There are two elements in this recipe. The salted hock, or knuckle, from the pig, and the pickled cucumber. Together they are astonishin­gly good. The sharp, sweet vegetable does its job to cut through the rich, salty protein. I like to add other seasonings to the flaked meat like Arran mustard and lots of curly parsley. This is where you can have fun and do your own thing. Try different herbs that you may be growing, or play with different veg to go with it. Remember to keep the stock that you’ve cooked the hocks in, as it makes the best soup in the world. Just add a handful of peasemeal or red lentils.

Serves six to eight

3 unsmoked ham hocks 1 stick celery 2 carrots, peeled 1 onion, peeled and halved 6 peppercorn­s 2 bay leaves 1 sprig thyme 2 spring onions, finely chopped 125g unsalted butter, melted 2 tbsp curly parsley, chopped 1 tbsp Arran Mustard (or any grain mustard will do), and a further 1 tsp 1 cucumber 500ml good cider vinegar (and an additional splash) 500g caster sugar 500ml cold water 2 star anise a few mustard seeds a few handfuls of salad leaves a few radishes, sliced 4 tbsp olive oil good salt and pepper

1

Place the hocks in a large pot and cover with cold water. Add the celery, carrots, onion, peppercorn­s, bay and thyme and bring to just below a rolling boil and simmer for 4 hours, skimming off any residue and adding more water if required. Don’t over boil.

2 Once cooked and the meat is falling off the bone, remove the hocks from the pot and allow them to cool slightly, before flaking all the meat off the bone. Retain the celery, carrots and onion. Keep the fat for another dish and retain the stock for soup.
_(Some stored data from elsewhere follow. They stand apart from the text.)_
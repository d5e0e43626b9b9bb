//! Posting entities.

use chrono::{DateTime, Utc};
use serde::{Deserialize, Serialize};

use super::identity::PostingId;

/// A posting as produced by a job source, before identity is assigned.
#[derive(Debug, Clone, Default, PartialEq, Eq, Serialize, Deserialize)]
pub struct RawPosting {
    pub title: String,
    pub organization: String,
    pub location: String,
    pub url: String,
    #[serde(default)]
    pub description: String,
    pub source: String,
    /// Source-supplied date, kept as opaque text.
    #[serde(default)]
    pub posted_date: String,
}

impl RawPosting {
    /// Identifier this posting would be stored under.
    pub fn id(&self) -> PostingId {
        PostingId::derive(&self.title, &self.organization, &self.url)
    }

    /// Attach the derived identifier.
    pub fn identify(self) -> Posting {
        Posting {
            id: self.id(),
            title: self.title,
            organization: self.organization,
            location: self.location,
            url: self.url,
            description: self.description,
            source: self.source,
            posted_date: self.posted_date,
        }
    }
}

/// A posting with its identifier, ready to be stored and delivered.
#[derive(Debug, Clone, PartialEq, Eq, Serialize, Deserialize)]
pub struct Posting {
    pub id: PostingId,
    pub title: String,
    pub organization: String,
    pub location: String,
    pub url: String,
    pub description: String,
    pub source: String,
    pub posted_date: String,
}

/// Compact view of a stored posting.
#[derive(Debug, Clone, PartialEq, Eq, Serialize, Deserialize)]
pub struct PostingSummary {
    pub id: PostingId,
    pub title: String,
    pub organization: String,
    pub location: String,
    pub url: String,
    pub source: String,
}

/// Delivery status of a stored posting.
#[derive(
    Debug,
    Clone,
    Copy,
    PartialEq,
    Eq,
    Hash,
    PartialOrd,
    Ord,
    Serialize,
    Deserialize,
    strum::Display,
    strum::EnumString,
)]
#[strum(serialize_all = "lowercase")]
#[serde(rename_all = "lowercase")]
pub enum DeliveryStatus {
    Pending,
    Sent,
}

impl DeliveryStatus {
    pub fn as_str(&self) -> &'static str {
        match self {
            Self::Pending => "pending",
            Self::Sent => "sent",
        }
    }

    pub fn parse(s: &str) -> Option<Self> {
        match s {
            "pending" => Some(Self::Pending),
            "sent" => Some(Self::Sent),
            _ => None,
        }
    }
}

/// Outcome of one delivery attempt on one channel.
#[derive(
    Debug, Clone, Copy, PartialEq, Eq, Serialize, Deserialize, strum::Display, strum::EnumString,
)]
#[strum(serialize_all = "lowercase")]
#[serde(rename_all = "lowercase")]
pub enum DeliveryOutcome {
    Sent,
    Failed,
}

impl DeliveryOutcome {
    pub fn as_str(&self) -> &'static str {
        match self {
            Self::Sent => "sent",
            Self::Failed => "failed",
        }
    }

    pub fn parse(s: &str) -> Option<Self> {
        match s {
            "sent" => Some(Self::Sent),
            "failed" => Some(Self::Failed),
            _ => None,
        }
    }
}

/// One row of the append-only delivery log.
#[derive(Debug, Clone, PartialEq, Eq, Serialize, Deserialize)]
pub struct DeliveryAttempt {
    pub posting_id: PostingId,
    pub channel: String,
    pub attempted_at: DateTime<Utc>,
    pub outcome: DeliveryOutcome,
}
//! Database models (row shapes) for jobwatch tables.

pub mod delivery_attempt;
pub mod posting;

pub use delivery_attempt::*;
pub use posting::*;
//! Delivery attempt database model.

use serde::{Deserialize, Serialize};
use sqlx::FromRow;

use crate::database::time::ms_to_datetime;
use crate::domain::{DeliveryAttempt, DeliveryOutcome, PostingId};
use crate::{Error, Result};

/// Delivery attempt database model.
/// Append-only; rows are never updated or deleted.
#[derive(Debug, Clone, FromRow, Serialize, Deserialize)]
pub struct DeliveryAttemptDbModel {
    pub id: i64,
    pub posting_id: String,
    pub channel: String,
    pub attempted_at: i64,
    /// Outcome: sent, failed
    pub outcome: String,
}

impl TryFrom<DeliveryAttemptDbModel> for DeliveryAttempt {
    type Error = Error;

    fn try_from(row: DeliveryAttemptDbModel) -> Result<Self> {
        let outcome = DeliveryOutcome::parse(&row.outcome).ok_or_else(|| {
            Error::Database(format!(
                "unknown delivery outcome '{}' for attempt {}",
                row.outcome, row.id
            ))
        })?;
        Ok(Self {
            posting_id: PostingId::from_stored(row.posting_id),
            channel: row.channel,
            attempted_at: ms_to_datetime(row.attempted_at),
            outcome,
        })
    }
}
3 Roughly chop the carrots, onion and celery from the stock pot and add them to a bowl with the flaked meat, melted butter, mustard, spring onions and parsley. Mix thoroughly and check the seasoning.

4 Line a terrine mould or plastic tub with oiled cling film – oiled side down. Pack the terrine mix into the mould and fold over the cling film so it covers the terrine entirely. Place something heavy on top to press it down and refrigerat­e overnight.
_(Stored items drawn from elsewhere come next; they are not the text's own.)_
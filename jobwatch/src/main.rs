use std::sync::Arc;

use jobwatch::config::AppConfig;
use jobwatch::coordinator::DeliveryCoordinator;
use jobwatch::database::{self, SqlxPostingRepository};
use jobwatch::logging;
use jobwatch::monitor::JobMonitor;
use jobwatch::notification::build_channels;
use jobwatch::sources::SourceSet;
use tokio_util::sync::CancellationToken;
use tracing::{error, info};

#[tokio::main]
async fn main() -> anyhow::Result<()> {
    let config = AppConfig::from_env()?;

    // Keep the guard alive so buffered file logs are flushed on exit
    let _log_guard = logging::init_logging(&config.log_dir)?;

    let cancel = CancellationToken::new();
    logging::spawn_retention_cleanup(config.log_dir.clone(), cancel.child_token());

    let pool = database::init_pool(&config.database_url).await?;
    database::run_migrations(&pool).await?;

    let repo = Arc::new(SqlxPostingRepository::new(pool.clone()));
    let channels = build_channels(&config.channel_configs(), config.request_timeout);
    let coordinator = DeliveryCoordinator::new(repo, channels, config.request_timeout);
    let sources = SourceSet::from_config(&config.sources, config.request_timeout);

    let mut monitor = JobMonitor::new(
        coordinator,
        sources,
        config.keywords.clone(),
        config.check_interval,
    );

    let shutdown = cancel.clone();
    tokio::spawn(async move {
        if let Err(e) = tokio::signal::ctrl_c().await {
            error!(error = %e, "Failed to listen for shutdown signal");
            return;
        }
        info!("Received shutdown signal");
        shutdown.cancel();
    });

    info!(database = %config.database_url, "jobwatch initialized successfully");

    let result = monitor.run(cancel.clone()).await;
    cancel.cancel();
    pool.close().await;

    result?;
    Ok(())
}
5 To make the pickled cucumber, bring the water, sugar and vinegar to the boil then add the mustard seeds, star anise and a teaspoon of salt. Add the cucumber to the pot – you may have to halve the cucumber if it’s too long – that’s fine as it won’t affect the final taste. Cover with a lid and simmer for about an hour until the cucumber is just soft. Then turn off the heat and leave it to cool in the pickling liquid. Once cooled, cut into slices and set to one side.

6 Make a dressing by mixing 4 tablespoon­s of olive oil, one teaspoon of Arran Mustard and a splash of vinegar.
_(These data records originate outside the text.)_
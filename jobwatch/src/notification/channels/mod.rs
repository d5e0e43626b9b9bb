//! Notification channels.
//!
//! This module provides the channels a new posting can be pushed to:
//! - Telegram Bot API
//! - Email (SMTP)

mod email;
mod telegram;

pub use email::{EmailChannel, EmailConfig};
pub use telegram::{TelegramChannel, TelegramConfig};

use std::sync::Arc;
use std::time::Duration;

use async_trait::async_trait;
use serde::{Deserialize, Serialize};
use tracing::{info, warn};

use crate::Result;
use crate::domain::Posting;

/// Trait for notification channels.
#[async_trait]
pub trait NotificationChannel: Send + Sync {
    /// Get the channel type name.
    fn channel_type(&self) -> &'static str;

    /// Check if the channel is enabled and fully configured.
    fn is_enabled(&self) -> bool;

    /// Push one posting. `Ok` means the remote endpoint accepted it.
    async fn send(&self, posting: &Posting) -> Result<()>;

    /// Push one posting within `timeout`.
    ///
    /// Errors and timeouts both come back as `false`; nothing escapes.
    async fn deliver(&self, posting: &Posting, timeout: Duration) -> bool {
        match tokio::time::timeout(timeout, self.send(posting)).await {
            Ok(Ok(())) => true,
            Ok(Err(e)) => {
                warn!(
                    channel = self.channel_type(),
                    posting_id = %posting.id.short(),
                    error = %e,
                    "Delivery failed"
                );
                false
            }
            Err(_) => {
                warn!(
                    channel = self.channel_type(),
                    posting_id = %posting.id.short(),
                    ?timeout,
                    "Delivery timed out"
                );
                false
            }
        }
    }
}

/// Channel configuration wrapper.
#[derive(Debug, Clone, Serialize, Deserialize)]
#[serde(tag = "type")]
pub enum ChannelConfig {
    /// Telegram Bot API channel.
    Telegram(TelegramConfig),
    /// Email channel.
    Email(EmailConfig),
}

impl ChannelConfig {
    /// Get the channel type name.
    pub fn channel_type(&self) -> &'static str {
        match self {
            Self::Telegram(_) => "telegram",
            Self::Email(_) => "email",
        }
    }

    /// Build the runtime channel for this configuration.
    pub fn build(&self, request_timeout: Duration) -> Arc<dyn NotificationChannel> {
        match self {
            Self::Telegram(c) => Arc::new(TelegramChannel::new(c.clone(), request_timeout)),
            Self::Email(c) => Arc::new(EmailChannel::new(c.clone(), request_timeout)),
        }
    }
}

/// Build every enabled channel; disabled or incomplete ones are skipped.
pub fn build_channels(
    configs: &[ChannelConfig],
    request_timeout: Duration,
) -> Vec<Arc<dyn NotificationChannel>> {
    let mut channels = Vec::new();
    for config in configs {
        let channel = config.build(request_timeout);
        if channel.is_enabled() {
            info!("Initialized notification channel: {}", config.channel_type());
            channels.push(channel);
        } else {
            info!(
                "Notification channel {} disabled or not configured",
                config.channel_type()
            );
        }
    }
    if channels.is_empty() {
        warn!("No notification channels enabled; new postings will stay pending");
    }
    channels
}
7 To serve, place a slice of the terrine in the centre of a plate and arrange the pickled cucumber around or on top. Garnish with a few salad leaves and slices of radish trickled with the dressing. Serve at once.

Piccalilli

You can’t get more British than this sweet, sharp condiment. It’s remarkably easy to make, full of flavour and keeps well in sterilised jars. A great gift at Christmas, to devour with a pie made from leftovers. And just as good in summer with, well, anything really. Be careful not to add the finished piccalilli to a plastic container as the mustard powder and turmeric will stain it bright orange.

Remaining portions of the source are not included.